I think I agree with you @mlugg. Especially if we go the route of making OS/libc components imply sensible default options for the ABI component as I described in the open questions. Some examples of how this would play out:

• powerpc-linux-glibc expands to powerpc-linux-glibc-svr4
  • This is because svr4 is the baseline ABI for powerpc on linux.
• powerpc-linux-musl expands to powerpc-linux-musl-svr4+ldbl64
  • This is because svr4 is the baseline ABI for powerpc on linux, and because musl mandates ldbl64 for all PowerPC targets.
• powerpc64-linux-glibc expands to powerpc64-linux-glibc-elfv1
  • This is because elfv1 is the baseline ABI for powerpc64 on linux.
• powerpc64-linux-musl and powerpc64-linux-musl-elfv2 expand to powerpc64-linux-musl-elfv2+ldbl64
  • This is because musl mandates elfv1 for both powerpc64/powerpc64le, and mandates ldbl64 for all PowerPC targets.
• powerpc64le-linux-glibc expands to powerpc64le-linux-glibc-elfv2
  • This is because elfv1 is the baseline ABI for powerpc64le on linux.
• powerpc64le-linux-musl expands to powerpc64le-linux-musl-elfv2+ldbl64
  • This is because elfv1 is the baseline ABI for powerpc64le on linux, and because musl mandates ldbl64 for all PowerPC targets.
• riscv32-linux-glibc expands to riscv32-linux-glibc-ilp32d (likewise for LoongArch)
  • This is because ilp32d is considered the "common case" default ABI in essentially all RISC-V/LoongArch tooling.
• riscv64-linux-musl expands to riscv64-linux-musl-lp64d (likewise for LoongArch)
  • This is because lp64d is considered the "common case" default ABI in essentially all RISC-V/LoongArch tooling.
• arm-windows-mingw and arm-windows-mingw-eabi expand to arm-windows-mingw-eabi+win
  • This is because eabi is the baseline ABI for arm, and for windows the user almost certainly wants win.
• arm-windows-msvcrt and arm-windows-msvcrt-eabi expand to arm-windows-msvcrt-eabi+win
  • This is because eabi is the baseline ABI for arm, and because msvcrt mandates win.
• aarch64-windows-mingw and aarch64-windows-mingw-lp64 expand to aarch64-windows-mingw-lp64+win
  • This is because lp64 is the baseline ABI for aarch64, and for windows the user almost certainly wants win.
• aarch64-windows-msvcrt and aarch64-windows-msvcrt-lp64 expand to aarch64-windows-msvcrt-lp64+win
  • This is because lp64 is the baseline ABI for aarch64, and because msvcrt mandates win.

And so on.

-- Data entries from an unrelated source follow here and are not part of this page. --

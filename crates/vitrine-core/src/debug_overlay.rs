#![forbid(unsafe_code)]

//! Keyboard-toggled layout debug overlay.
//!
//! When on, the root element carries a debug marker (which the stylesheet uses
//! to outline sections, containers, measures and interactive elements) and a
//! single legend node explains the colors. The flag is persisted so the
//! overlay survives reloads.
//!
//! The key handler does not look at focus: pressing the key inside a text
//! field toggles the overlay too.

use crate::config::DebugConfig;
use crate::storage::{KeyValueStore, read_or_none};

/// Persisted value for "on". Any other value, or none, means off.
pub const DEBUG_ON_VALUE: &str = "1";

/// Swatch colors used by the debug stylesheet.
#[derive(Debug, Clone, Copy, PartialEq, Eq)]
pub enum Swatch {
    Blue,
    Green,
    Purple,
    Orange,
}

impl Swatch {
    /// CSS class suffix of the swatch.
    #[must_use]
    pub const fn class(self) -> &'static str {
        match self {
            Self::Blue => "blue",
            Self::Green => "green",
            Self::Purple => "purple",
            Self::Orange => "orange",
        }
    }
}

/// Fixed legend content.
#[derive(Debug, Clone, PartialEq, Eq)]
pub struct Legend {
    pub rows: &'static [(Swatch, &'static str)],
    pub hint: String,
}

const LEGEND_ROWS: &[(Swatch, &str)] = &[
    (Swatch::Blue, "Sections"),
    (Swatch::Green, "Containers / Cards"),
    (Swatch::Purple, "Measures / Gutters"),
    (Swatch::Orange, "Interactive"),
];

impl Legend {
    /// Legend for an overlay bound to `key`.
    #[must_use]
    pub fn for_key(key: char) -> Self {
        Self {
            rows: LEGEND_ROWS,
            hint: format!("Press “{}” to toggle", key.to_uppercase()),
        }
    }

    /// Inner HTML of the legend node.
    #[must_use]
    pub fn to_html(&self) -> String {
        let mut html = String::new();
        for (swatch, label) in self.rows {
            html.push_str(&format!(
                r#"<div class="row"><span class="sw {}"></span> {}</div>"#,
                swatch.class(),
                label
            ));
        }
        html.push_str(&format!(r#"<div class="muted">{}</div>"#, self.hint));
        html
    }
}

/// Page surface touched by the overlay.
pub trait DebugPage {
    /// Set or remove the root debug marker attribute.
    fn set_debug_marker(&mut self, on: bool);

    /// Whether the legend node exists.
    fn has_legend(&self) -> bool;

    /// Create and attach the legend node.
    fn insert_legend(&mut self, legend: &Legend);

    /// Detach and drop the legend node.
    fn remove_legend(&mut self);
}

/// Make the page match `on`. Idempotent.
pub fn sync_overlay<P: DebugPage + ?Sized>(on: bool, legend: &Legend, page: &mut P) {
    page.set_debug_marker(on);
    match (on, page.has_legend()) {
        (true, false) => page.insert_legend(legend),
        (false, true) => page.remove_legend(),
        _ => {}
    }
}

/// Persisted on/off debug overlay.
#[derive(Debug)]
pub struct DebugOverlay<S> {
    store: S,
    config: DebugConfig,
    legend: Legend,
    enabled: bool,
}

impl<S: KeyValueStore> DebugOverlay<S> {
    /// Create an overlay in the off state. Call [`restore`](Self::restore) to
    /// pick up the persisted flag.
    #[must_use]
    pub fn new(store: S, config: DebugConfig) -> Self {
        let legend = Legend::for_key(config.toggle_key);
        Self {
            store,
            config,
            legend,
            enabled: false,
        }
    }

    #[must_use]
    pub fn is_enabled(&self) -> bool {
        self.enabled
    }

    #[must_use]
    pub fn legend(&self) -> &Legend {
        &self.legend
    }

    #[must_use]
    pub fn store(&self) -> &S {
        &self.store
    }

    /// Persisted flag.
    #[must_use]
    pub fn persisted(&self) -> bool {
        read_or_none(&self.store, &self.config.storage_key).as_deref() == Some(DEBUG_ON_VALUE)
    }

    /// Load the persisted flag and sync the page to it.
    pub fn restore<P: DebugPage + ?Sized>(&mut self, page: &mut P) -> bool {
        let on = self.persisted();
        self.set(on, page);
        on
    }

    /// Turn the overlay on or off, persist, and sync the page.
    pub fn set<P: DebugPage + ?Sized>(&mut self, on: bool, page: &mut P) {
        self.enabled = on;
        let key = &self.config.storage_key;
        let result = if on {
            self.store.set(key, DEBUG_ON_VALUE)
        } else {
            self.store.remove(key)
        };
        if let Err(error) = result {
            tracing::warn!(backend = %self.store.name(), key = %key, %error, "failed to persist debug flag");
        }
        sync_overlay(on, &self.legend, page);
        tracing::debug!(on, "debug overlay");
    }

    /// Flip the overlay.
    pub fn toggle<P: DebugPage + ?Sized>(&mut self, page: &mut P) -> bool {
        let on = !self.enabled;
        self.set(on, page);
        on
    }

    /// Whether `key` (a DOM `KeyboardEvent.key`) is the toggle key.
    ///
    /// Case-insensitive; modifiers are not consulted.
    #[must_use]
    pub fn matches_key(&self, key: &str) -> bool {
        let mut chars = key.chars();
        match (chars.next(), chars.next()) {
            (Some(c), None) => c.to_lowercase().eq(self.config.toggle_key.to_lowercase()),
            _ => false,
        }
    }

    /// Toggle when `key` is the toggle key. Returns whether it toggled.
    pub fn handle_key<P: DebugPage + ?Sized>(&mut self, key: &str, page: &mut P) -> bool {
        if !self.matches_key(key) {
            return false;
        }
        self.toggle(page);
        true
    }
}

#[cfg(test)]
mod tests {
    use super::*;
    use crate::storage::MemoryStore;

    /// Page with a body child list, so duplicate legends would be visible.
    #[derive(Debug, Default)]
    struct FakePage {
        marker: bool,
        body: Vec<String>,
    }

    impl FakePage {
        fn with_children(n: usize) -> Self {
            Self {
                marker: false,
                body: (0..n).map(|i| format!("section-{i}")).collect(),
            }
        }

        fn legend_count(&self) -> usize {
            self.body.iter().filter(|c| c.as_str() == "debugLegend").count()
        }
    }

    impl DebugPage for FakePage {
        fn set_debug_marker(&mut self, on: bool) {
            self.marker = on;
        }

        fn has_legend(&self) -> bool {
            self.legend_count() > 0
        }

        fn insert_legend(&mut self, _legend: &Legend) {
            self.body.push("debugLegend".to_owned());
        }

        fn remove_legend(&mut self) {
            self.body.retain(|c| c != "debugLegend");
        }
    }

    fn overlay(store: MemoryStore) -> DebugOverlay<MemoryStore> {
        DebugOverlay::new(store, DebugConfig::default())
    }

    #[test]
    fn restore_reads_persisted_flag() {
        let mut debug = overlay(MemoryStore::with_entries([("debug.v2", "1")]));
        let mut page = FakePage::default();
        assert!(debug.restore(&mut page));
        assert!(page.marker);
        assert_eq!(page.legend_count(), 1);
    }

    #[test]
    fn restore_treats_other_values_as_off() {
        for value in ["0", "true", ""] {
            let mut debug = overlay(MemoryStore::with_entries([("debug.v2", value)]));
            let mut page = FakePage::default();
            assert!(!debug.restore(&mut page));
            assert!(!page.marker);
        }
    }

    #[test]
    fn toggle_persists_one_or_removes_key() {
        let mut debug = overlay(MemoryStore::new());
        let mut page = FakePage::default();

        debug.toggle(&mut page);
        assert_eq!(debug.store().get("debug.v2").unwrap().as_deref(), Some("1"));

        debug.toggle(&mut page);
        assert_eq!(debug.store().get("debug.v2").unwrap(), None);
    }

    #[test]
    fn double_toggle_restores_child_count() {
        let mut debug = overlay(MemoryStore::new());
        let mut page = FakePage::with_children(3);
        debug.restore(&mut page);

        debug.toggle(&mut page);
        assert_eq!(page.body.len(), 4);
        debug.toggle(&mut page);
        assert_eq!(page.body.len(), 3);
        assert!(!page.marker);
    }

    #[test]
    fn legend_never_duplicated() {
        let mut debug = overlay(MemoryStore::new());
        let mut page = FakePage::default();
        debug.set(true, &mut page);
        debug.set(true, &mut page);
        sync_overlay(true, debug.legend(), &mut page);
        assert_eq!(page.legend_count(), 1);
    }

    #[test]
    fn key_match_is_case_insensitive() {
        let mut debug = overlay(MemoryStore::new());
        let mut page = FakePage::default();
        assert!(debug.handle_key("d", &mut page));
        assert!(debug.is_enabled());
        assert!(debug.handle_key("D", &mut page));
        assert!(!debug.is_enabled());
        assert!(!debug.handle_key("Delete", &mut page));
        assert!(!debug.handle_key("e", &mut page));
        assert!(!debug.handle_key("", &mut page));
    }

    #[test]
    fn legend_markup() {
        let html = Legend::for_key('d').to_html();
        assert!(html.starts_with(r#"<div class="row"><span class="sw blue"></span> Sections</div>"#));
        assert!(html.contains("Containers / Cards"));
        assert!(html.contains(r#"<span class="sw orange"></span> Interactive"#));
        assert!(html.ends_with(r#"<div class="muted">Press “D” to toggle</div>"#));
    }
}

This will involve a fair amount of logic to handle these cases, but I think it stays within the realm of manageability.

With this, I think explicitly specifying ABI will be relatively rare. The obvious cases would be toggling between ibmldbl128 and ieeeldbl128 for powerpc64le (because different distros use either option), and switching float ABIs for Arm (32-bit), RISC-V, and LoongArch. Beyond that, I think it'll only happen in extremely specialized/embedded scenarios where you want full and explicit control over every option anyway.

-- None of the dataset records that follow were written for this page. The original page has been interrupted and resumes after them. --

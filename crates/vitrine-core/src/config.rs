#![forbid(unsafe_code)]

//! Page configuration.
//!
//! Every selector, storage key, asset path and fit range used by the page
//! behaviors lives here, with defaults matching the site's markup. Hosts can
//! override any subset with JSON:
//!
//! ```
//! use vitrine_core::config::PageConfig;
//!
//! let config = PageConfig::from_json(r#"{ "debug": { "toggle_key": "g" } }"#).unwrap();
//! assert_eq!(config.debug.toggle_key, 'g');
//! assert_eq!(config.theme.storage_key, "theme-mode");
//! ```

use std::fmt;

use serde::{Deserialize, Serialize};

use crate::fit::FitRange;
use crate::theme::ThemeMode;

/// Errors from loading configuration.
#[derive(Debug, Clone, PartialEq, Eq)]
pub enum ConfigError {
    /// JSON was malformed or had the wrong shape.
    Parse(String),
    /// A field had a value the behaviors cannot use.
    Invalid {
        field: &'static str,
        reason: &'static str,
    },
}

impl fmt::Display for ConfigError {
    fn fmt(&self, f: &mut fmt::Formatter<'_>) -> fmt::Result {
        match self {
            Self::Parse(msg) => write!(f, "invalid config JSON: {msg}"),
            Self::Invalid { field, reason } => write!(f, "invalid config field `{field}`: {reason}"),
        }
    }
}

impl std::error::Error for ConfigError {}

/// Theme switch settings.
#[derive(Debug, Clone, PartialEq, Eq, Serialize, Deserialize)]
#[serde(default)]
pub struct ThemeConfig {
    pub storage_key: String,
    /// Root attribute holding the mode.
    pub attribute: String,
    /// Id of the labelled toggle button.
    pub toggle_id: String,
    /// Selector of an extra element that also toggles the theme.
    pub arrow_selector: String,
    pub logo_id: String,
    pub logo_light_src: String,
    pub logo_dark_src: String,
    pub icon_selector: String,
    /// Name of the broadcast event.
    pub change_event: String,
}

impl ThemeConfig {
    /// Logo source for `mode`.
    #[must_use]
    pub fn logo_src(&self, mode: ThemeMode) -> &str {
        match mode {
            ThemeMode::Light => &self.logo_light_src,
            ThemeMode::Dark => &self.logo_dark_src,
        }
    }
}

impl Default for ThemeConfig {
    fn default() -> Self {
        Self {
            storage_key: "theme-mode".into(),
            attribute: "data-theme".into(),
            toggle_id: "themeToggle".into(),
            arrow_selector: "#subhead .subhead-arrow".into(),
            logo_id: "footerLogo".into(),
            logo_light_src: "logo-black.svg".into(),
            logo_dark_src: "logo-white.svg".into(),
            icon_selector: ".contact-icon".into(),
            change_event: "themechange".into(),
        }
    }
}

/// Debug overlay settings.
#[derive(Debug, Clone, PartialEq, Eq, Serialize, Deserialize)]
#[serde(default)]
pub struct DebugConfig {
    pub storage_key: String,
    pub attribute: String,
    pub legend_id: String,
    pub toggle_key: char,
}

impl Default for DebugConfig {
    fn default() -> Self {
        Self {
            storage_key: "debug.v2".into(),
            attribute: "data-debug".into(),
            legend_id: "debugLegend".into(),
            toggle_key: 'd',
        }
    }
}

/// Timeline width sync settings.
#[derive(Debug, Clone, PartialEq, Eq, Serialize, Deserialize)]
#[serde(default)]
pub struct TimelineConfig {
    pub container_selector: String,
    /// Selector of the reference element, relative to the container.
    pub reference_selector: String,
    pub property: String,
}

impl Default for TimelineConfig {
    fn default() -> Self {
        Self {
            container_selector: ".section--timeline".into(),
            reference_selector: ".timeline-item:first-child .timeline-column--date".into(),
            property: "--timeline-date-col".into(),
        }
    }
}

/// Headline fitting settings.
#[derive(Debug, Clone, PartialEq, Serialize, Deserialize)]
#[serde(default)]
pub struct HeadlineConfig {
    /// Element whose client width is the target.
    pub measure_selector: String,
    pub text_id: String,
    /// Word selector, relative to the text element.
    pub word_selector: String,
    pub range: FitRange,
}

impl Default for HeadlineConfig {
    fn default() -> Self {
        Self {
            measure_selector: "#header .header-measure".into(),
            text_id: "headerText".into(),
            word_selector: ".header-text__word".into(),
            range: FitRange::HEADLINE,
        }
    }
}

/// Subhead fitting settings.
#[derive(Debug, Clone, PartialEq, Serialize, Deserialize)]
#[serde(default)]
pub struct SubheadConfig {
    /// Box whose inner width is the target.
    pub box_selector: String,
    pub line_selector: String,
    pub range: FitRange,
}

impl Default for SubheadConfig {
    fn default() -> Self {
        Self {
            box_selector: "#subhead .subhead-box".into(),
            line_selector: "#subhead .subhead-line".into(),
            range: FitRange::SUBHEAD,
        }
    }
}

/// Complete page configuration.
#[derive(Debug, Clone, PartialEq, Serialize, Deserialize)]
#[serde(default)]
pub struct PageConfig {
    pub theme: ThemeConfig,
    pub debug: DebugConfig,
    pub timeline: TimelineConfig,
    pub headline: HeadlineConfig,
    pub subhead: SubheadConfig,
    /// Maximum log level: `error`, `warn`, `info`, `debug`, `trace` or `off`.
    pub log_level: String,
}

impl Default for PageConfig {
    fn default() -> Self {
        Self {
            theme: ThemeConfig::default(),
            debug: DebugConfig::default(),
            timeline: TimelineConfig::default(),
            headline: HeadlineConfig::default(),
            subhead: SubheadConfig::default(),
            log_level: "warn".into(),
        }
    }
}

const LOG_LEVELS: [&str; 6] = ["off", "error", "warn", "info", "debug", "trace"];

impl PageConfig {
    /// Parse and validate a JSON override. Missing fields keep defaults.
    pub fn from_json(json: &str) -> Result<Self, ConfigError> {
        let config: Self =
            serde_json::from_str(json).map_err(|e| ConfigError::Parse(e.to_string()))?;
        config.validate()?;
        Ok(config)
    }

    /// Check cross-field constraints serde cannot express.
    pub fn validate(&self) -> Result<(), ConfigError> {
        let required = [
            ("theme.storage_key", &self.theme.storage_key),
            ("theme.attribute", &self.theme.attribute),
            ("debug.storage_key", &self.debug.storage_key),
            ("debug.attribute", &self.debug.attribute),
            ("timeline.property", &self.timeline.property),
        ];
        for (field, value) in required {
            if value.is_empty() {
                return Err(ConfigError::Invalid {
                    field,
                    reason: "must not be empty",
                });
            }
        }
        if !self.timeline.property.starts_with("--") {
            return Err(ConfigError::Invalid {
                field: "timeline.property",
                reason: "custom properties must start with `--`",
            });
        }
        if !self.debug.toggle_key.is_alphanumeric() {
            return Err(ConfigError::Invalid {
                field: "debug.toggle_key",
                reason: "must be a letter or digit",
            });
        }
        self.headline
            .range
            .validate()
            .map_err(|reason| ConfigError::Invalid {
                field: "headline.range",
                reason,
            })?;
        self.subhead
            .range
            .validate()
            .map_err(|reason| ConfigError::Invalid {
                field: "subhead.range",
                reason,
            })?;
        if !LOG_LEVELS.contains(&self.log_level.to_ascii_lowercase().as_str()) {
            return Err(ConfigError::Invalid {
                field: "log_level",
                reason: "expected off, error, warn, info, debug or trace",
            });
        }
        Ok(())
    }
}

#[cfg(test)]
mod tests {
    use super::*;
    use pretty_assertions::assert_eq;

    #[test]
    fn defaults_are_valid() {
        assert!(PageConfig::default().validate().is_ok());
    }

    #[test]
    fn empty_json_yields_defaults() {
        assert_eq!(PageConfig::from_json("{}").unwrap(), PageConfig::default());
    }

    #[test]
    fn partial_override_keeps_other_fields() {
        let config = PageConfig::from_json(
            r#"{ "theme": { "logo_dark_src": "logo-inverse.svg" }, "log_level": "debug" }"#,
        )
        .unwrap();
        assert_eq!(config.theme.logo_dark_src, "logo-inverse.svg");
        assert_eq!(config.theme.logo_light_src, "logo-black.svg");
        assert_eq!(config.log_level, "debug");
        assert_eq!(config.headline.range, FitRange::HEADLINE);
    }

    #[test]
    fn range_override() {
        let config = PageConfig::from_json(
            r#"{ "subhead": { "range": { "low": 8, "high": 200, "iterations": 16 } } }"#,
        )
        .unwrap();
        assert_eq!(config.subhead.range, FitRange::new(8.0, 200.0, 16));
    }

    #[test]
    fn malformed_json_is_parse_error() {
        assert!(matches!(
            PageConfig::from_json("{ nope"),
            Err(ConfigError::Parse(_))
        ));
    }

    #[test]
    fn inverted_range_rejected() {
        let err = PageConfig::from_json(
            r#"{ "headline": { "range": { "low": 50, "high": 10, "iterations": 22 } } }"#,
        )
        .unwrap_err();
        assert_eq!(
            err,
            ConfigError::Invalid {
                field: "headline.range",
                reason: "lower bound must be below upper bound",
            }
        );
    }

    #[test]
    fn unbounded_iterations_rejected() {
        let err = PageConfig::from_json(
            r#"{ "subhead": { "range": { "low": 6, "high": 320, "iterations": 4000000000 } } }"#,
        )
        .unwrap_err();
        assert_eq!(
            err,
            ConfigError::Invalid {
                field: "subhead.range",
                reason: "too many iterations",
            }
        );
    }

    #[test]
    fn iteration_cap_is_inclusive() {
        let config = PageConfig::from_json(
            r#"{ "headline": { "range": { "low": 6, "high": 2400, "iterations": 64 } } }"#,
        )
        .unwrap();
        assert_eq!(config.headline.range.iterations, 64);
    }

    #[test]
    fn property_must_be_custom() {
        let err = PageConfig::from_json(r#"{ "timeline": { "property": "width" } }"#).unwrap_err();
        assert!(err.to_string().contains("timeline.property"));
    }

    #[test]
    fn empty_key_rejected() {
        let err = PageConfig::from_json(r#"{ "theme": { "storage_key": "" } }"#).unwrap_err();
        assert_eq!(err.to_string(), "invalid config field `theme.storage_key`: must not be empty");
    }

    #[test]
    fn unknown_log_level_rejected() {
        assert!(PageConfig::from_json(r#"{ "log_level": "loud" }"#).is_err());
        assert!(PageConfig::from_json(r#"{ "log_level": "TRACE" }"#).is_ok());
    }

    #[test]
    fn logo_src_per_mode() {
        let theme = ThemeConfig::default();
        assert_eq!(theme.logo_src(ThemeMode::Light), "logo-black.svg");
        assert_eq!(theme.logo_src(ThemeMode::Dark), "logo-white.svg");
    }
}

Going this route also mitigates the complexity concern because most users won't have to fiddle with ABI stuff.

[alexrp]

I have updated the proposal so that you can specify neither libc nor ABI, only libc, or both libc and ABI, as discussed above. I've also added the behavior of picking sensible ABI defaults based on the other components to the core proposal.

Would love to hear feedback on the remaining open questions.

[andrewrk]

related to #4584. edit: I see that @alexrp already linked this above.

[alexrp]

By the way, if this does get accepted, I'm volunteering to do the work in either the 0.15.0 or 0.16.0 cycle.